[comp.sys.ibm.pc] DMA, Followup on EGA memory moves

lotto@wjh12.HARVARD.EDU (Jerry Lotto) (11/12/86)

I tried to post to comp.sys.ibm.pc, but this is not yet enabled at our
site.

In article <197@oliveb.UUCP> spud@oliven.UUCP (John Purser) writes:
>In article <1189@dataio.UUCP> bright@dataio.UUCP (Walter Bright) writes:
>>IBM EGA. This involves moving 128k bytes of data. Doing it with a
>>REP MOVSW takes about 1/2 second (on an AT), which is too slow.

>How did you arrive at the time of 1/2 second? The way I figure this
>it should only take about .05 seconds. According to the 286 programmers
>referance guide a REP MOVSW takes 5+(4*CX) clocks. In your example that would
>be 64k words times 4 plus 5 or a total of 262,149 clocks. The clock speed
>of the AT is 6Mhz so dividing the 262,149 by 6,000,000 leaves us with .045
>seconds. It may be that the video RAM is slow and requires a wait state
>or 2 on each access but thats a memory limitation and it won't help to use
>DMA in that case.

I once tried to understand this. The conclusions I came to were:

The DMA controller operates at 3 MHz. If you want to work on PC's you
have to use an 8 bit DMA channel (0 and 3 are spare and 1 is used for
the ever popular SDLC adapter so you probably have this available as
well). This means that you can move 64K max. per transfer. The data
transfer bus cycle is 5 clocks (1.66 usec) so we are up to .108 sec
for 1/2 the total transfer or about .25 sec total.

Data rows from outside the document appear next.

//! Relationship store reducer.
//!
//! `reduce` is the only way [`HangoutsState`] changes. It is pure: the actor
//! owns the state value and feeds every action through here, so any sequence
//! of actions can be replayed in tests without a runtime.

use hangouts_storage_traits::{Command, Hangout, HangoutState, Message};

use crate::state::{HangoutsState, PendingCommand};

#[derive(Debug, Clone, PartialEq, Eq)]
pub enum StoreAction {
    LoadPeers(Vec<Hangout>),
    SearchChanged(String),
    FilterPeers,
    LookupStarted,
    LookupSuccess(Vec<Hangout>),
    LookupFailed(String),
    PeerSelected(Hangout),
    /// Promotes a lookup result into the pending `INVITE` state.
    UserSelected(Hangout),
    PeerUpdated(Hangout),
    PeerAdded(Hangout),
    MessagesLoaded(Vec<Message>),
    MessageAppended(Message),
    CommandStarted {
        command: Command,
        username: String,
    },
    ErrorRaised(String),
    ErrorCleared,
}

impl StoreAction {
    /// Log-safe action tag.
    pub fn tag(&self) -> &'static str {
        match self {
            StoreAction::LoadPeers(_) => "LOAD_PEERS",
            StoreAction::SearchChanged(_) => "SEARCH_CHANGED",
            StoreAction::FilterPeers => "FILTER_PEERS",
            StoreAction::LookupStarted => "LOOKUP_STARTED",
            StoreAction::LookupSuccess(_) => "LOOKUP_SUCCESS",
            StoreAction::LookupFailed(_) => "LOOKUP_FAILED",
            StoreAction::PeerSelected(_) => "PEER_SELECTED",
            StoreAction::UserSelected(_) => "USER_SELECTED",
            StoreAction::PeerUpdated(_) => "PEER_UPDATED",
            StoreAction::PeerAdded(_) => "PEER_ADDED",
            StoreAction::MessagesLoaded(_) => "MESSAGES_LOADED",
            StoreAction::MessageAppended(_) => "MESSAGE_APPENDED",
            StoreAction::CommandStarted { .. } => "COMMAND_STARTED",
            StoreAction::ErrorRaised(_) => "ERROR_RAISED",
            StoreAction::ErrorCleared => "ERROR_CLEARED",
        }
    }
}

pub fn reduce(mut state: HangoutsState, action: StoreAction) -> HangoutsState {
    match action {
        StoreAction::LoadPeers(peers) => {
            state.peers = peers;
            state.filtered_peers = filter_peers(&state.peers, &state.search_term);
            state.is_loading = false;
        }
        StoreAction::SearchChanged(term) => {
            state.search_term = term;
        }
        StoreAction::FilterPeers => {
            state.filtered_peers = filter_peers(&state.peers, &state.search_term);
        }
        StoreAction::LookupStarted => {
            state.is_loading = true;
            state.lookup_results.clear();
            state.last_error = None;
        }
        StoreAction::LookupSuccess(results) => {
            state.is_loading = false;
            state.lookup_results = results;
        }
        StoreAction::LookupFailed(error) => {
            state.is_loading = false;
            state.last_error = Some(error);
        }
        StoreAction::PeerSelected(peer) => {
            state.active_peer = Some(peer);
            state.messages = None;
        }
        StoreAction::UserSelected(mut user) => {
            user.state = HangoutState::Invite;
            state.active_peer = Some(user);
            state.messages = Some(Vec::new());
        }
        StoreAction::PeerUpdated(peer) | StoreAction::PeerAdded(peer) => {
            match state.peers.iter_mut().find(|h| h.username == peer.username) {
                Some(existing) => *existing = peer.clone(),
                None => state.peers.push(peer.clone()),
            }
            if state.is_active(&peer.username) {
                state.active_peer = Some(peer.clone());
            }
            if state
                .pending_command
                .as_ref()
                .is_some_and(|p| p.username == peer.username)
            {
                state.pending_command = None;
            }
            state.filtered_peers = filter_peers(&state.peers, &state.search_term);
        }
        StoreAction::MessagesLoaded(messages) => {
            state.messages = Some(messages);
        }
        StoreAction::MessageAppended(message) => {
            state.messages.get_or_insert_with(Vec::new).push(message);
        }
        StoreAction::CommandStarted { command, username } => {
            state.pending_command = Some(PendingCommand { command, username });
        }
        StoreAction::ErrorRaised(error) => {
            state.last_error = Some(error);
        }
        StoreAction::ErrorCleared => {
            state.last_error = None;
        }
    }
    state
}

/// Case-sensitive substring match on `username`. An empty term keeps everything.
fn filter_peers(peers: &[Hangout], term: &str) -> Vec<Hangout> {
    peers
        .iter()
        .filter(|h| h.username.contains(term))
        .cloned()
        .collect()
}

#[cfg(test)]
mod tests {
    use super::*;

    fn peer(username: &str, state: HangoutState) -> Hangout {
        Hangout::new(username, state)
    }

    fn message(username: &str, text: &str, timestamp: i64) -> Message {
        Message {
            text: text.to_string(),
            timestamp,
            username: username.to_string(),
        }
    }

    fn run(actions: Vec<StoreAction>) -> HangoutsState {
        actions
            .into_iter()
            .fold(HangoutsState::default(), reduce)
    }

    #[test]
    fn load_peers_fills_filtered_view() {
        let state = run(vec![StoreAction::LoadPeers(vec![
            peer("bob", HangoutState::Accepted),
            peer("carol", HangoutState::Inviter),
        ])]);
        assert_eq!(state.peers.len(), 2);
        assert_eq!(state.filtered_peers, state.peers);
        assert!(!state.is_loading);
    }

    #[test]
    fn filter_is_case_sensitive_substring() {
        let state = run(vec![
            StoreAction::LoadPeers(vec![
                peer("bobby", HangoutState::Accepted),
                peer("Bob", HangoutState::Accepted),
                peer("carol", HangoutState::Accepted),
            ]),
            StoreAction::SearchChanged("bob".to_string()),
            StoreAction::FilterPeers,
        ]);
        let names: Vec<_> = state.filtered_peers.iter().map(|h| h.username.as_str()).collect();
        assert_eq!(names, vec!["bobby"]);
        assert_eq!(state.peers.len(), 3);
    }

    #[test]
    fn search_changed_alone_does_not_refilter() {
        let state = run(vec![
            StoreAction::LoadPeers(vec![peer("bob", HangoutState::Accepted)]),
            StoreAction::SearchChanged("zed".to_string()),
        ]);
        assert_eq!(state.search_term, "zed");
        assert_eq!(state.filtered_peers.len(), 1);
    }

    #[test]
    fn lookup_lifecycle() {
        let started = run(vec![
            StoreAction::ErrorRaised("old".to_string()),
            StoreAction::LookupStarted,
        ]);
        assert!(started.is_loading);
        assert_eq!(started.last_error, None);

        let ok = reduce(
            started.clone(),
            StoreAction::LookupSuccess(vec![peer("dave", HangoutState::Invite)]),
        );
        assert!(!ok.is_loading);
        assert_eq!(ok.lookup_results.len(), 1);

        let failed = reduce(started, StoreAction::LookupFailed("timeout".to_string()));
        assert!(!failed.is_loading);
        assert_eq!(failed.last_error.as_deref(), Some("timeout"));
    }

    #[test]
    fn user_selected_becomes_pending_invite() {
        let state = run(vec![StoreAction::UserSelected(
            peer("dave", HangoutState::Accepted).with_email("dave@example.com"),
        )]);
        let active = state.active_peer.unwrap();
        assert_eq!(active.state, HangoutState::Invite);
        assert_eq!(active.email.as_deref(), Some("dave@example.com"));
        assert_eq!(state.messages, Some(vec![]));
        assert!(state.peers.is_empty());
    }

    #[test]
    fn peer_updated_replaces_in_place_and_refreshes_active() {
        let state = run(vec![
            StoreAction::LoadPeers(vec![
                peer("bob", HangoutState::Inviter),
                peer("carol", HangoutState::Accepted),
            ]),
            StoreAction::PeerSelected(peer("bob", HangoutState::Inviter)),
            StoreAction::PeerUpdated(peer("bob", HangoutState::Accepter)),
        ]);
        assert_eq!(state.peers[0], peer("bob", HangoutState::Accepter));
        assert_eq!(state.peers.len(), 2);
        assert_eq!(state.active_peer, Some(peer("bob", HangoutState::Accepter)));
    }

    #[test]
    fn peer_added_never_duplicates() {
        let state = run(vec![
            StoreAction::PeerAdded(peer("bob", HangoutState::Inviter)),
            StoreAction::PeerAdded(peer("bob", HangoutState::Accepted)),
        ]);
        assert_eq!(state.peers, vec![peer("bob", HangoutState::Accepted)]);
    }

    #[test]
    fn pending_command_clears_on_matching_peer_change() {
        let started = run(vec![StoreAction::CommandStarted {
            command: Command::Accept,
            username: "bob".to_string(),
        }]);
        assert!(started.pending_command.is_some());

        let other = reduce(
            started.clone(),
            StoreAction::PeerUpdated(peer("carol", HangoutState::Blocked)),
        );
        assert!(other.pending_command.is_some());

        let answered = reduce(
            started,
            StoreAction::PeerUpdated(peer("bob", HangoutState::Accepter)),
        );
        assert_eq!(answered.pending_command, None);
    }

    #[test]
    fn messages_load_then_append_in_order() {
        let state = run(vec![
            StoreAction::PeerSelected(peer("bob", HangoutState::Accepted)),
            StoreAction::MessagesLoaded(vec![message("bob", "hi", 1)]),
            StoreAction::MessageAppended(message("alice", "hey", 2)),
        ]);
        let texts: Vec<_> = state
            .messages
            .unwrap()
            .into_iter()
            .map(|m| m.text)
            .collect();
        assert_eq!(texts, vec!["hi", "hey"]);
    }

    #[test]
    fn selecting_a_peer_resets_messages_until_loaded() {
        let state = run(vec![
            StoreAction::MessagesLoaded(vec![message("bob", "hi", 1)]),
            StoreAction::PeerSelected(peer("carol", HangoutState::Accepted)),
        ]);
        assert_eq!(state.messages, None);
    }

    #[test]
    fn error_raised_and_cleared() {
        let state = run(vec![StoreAction::ErrorRaised("boom".to_string())]);
        assert_eq!(state.last_error.as_deref(), Some("boom"));
        assert_eq!(reduce(state, StoreAction::ErrorCleared).last_error, None);
    }

    #[test]
    fn tags_use_wire_vocabulary() {
        assert_eq!(StoreAction::FilterPeers.tag(), "FILTER_PEERS");
        assert_eq!(
            StoreAction::PeerAdded(peer("bob", HangoutState::Inviter)).tag(),
            "PEER_ADDED"
        );
    }
}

16 bit DMA is ~2x faster if I read the specs correctly. Same bus
cycle, but words are transferred. Max is 128K here so the lower limit
is .108 sec.

A REP MOVSW takes 5+(4*CX) clocks. This means that there should be a read
and a write operation once every 4 clocks. Also means that there should be
two writes or reads to the same chip every 8 clocks. The factors that might
throttle the processor include 1) Memory access time and 2) Bus bandwidth.

If there are 4 clocks/instruction x 167 ns/clock = 1.5 instructions /
usec.  in this time, we must do both a read and a write of 16 bits. If
we include 1 wait state for each memory cycle on a standard AT, two
memory cycles are required, each 5 clocks long. So the I/O to memory
is 4/10 the speed of the instruction at 100% bus utilization. But we
don't have 100% of the bus, we are refreshing memory at 5.3%
utilization, so we are down to ~ .6 instructions / usec. At this rate,
64K words / .6 words/usec gives .109 sec.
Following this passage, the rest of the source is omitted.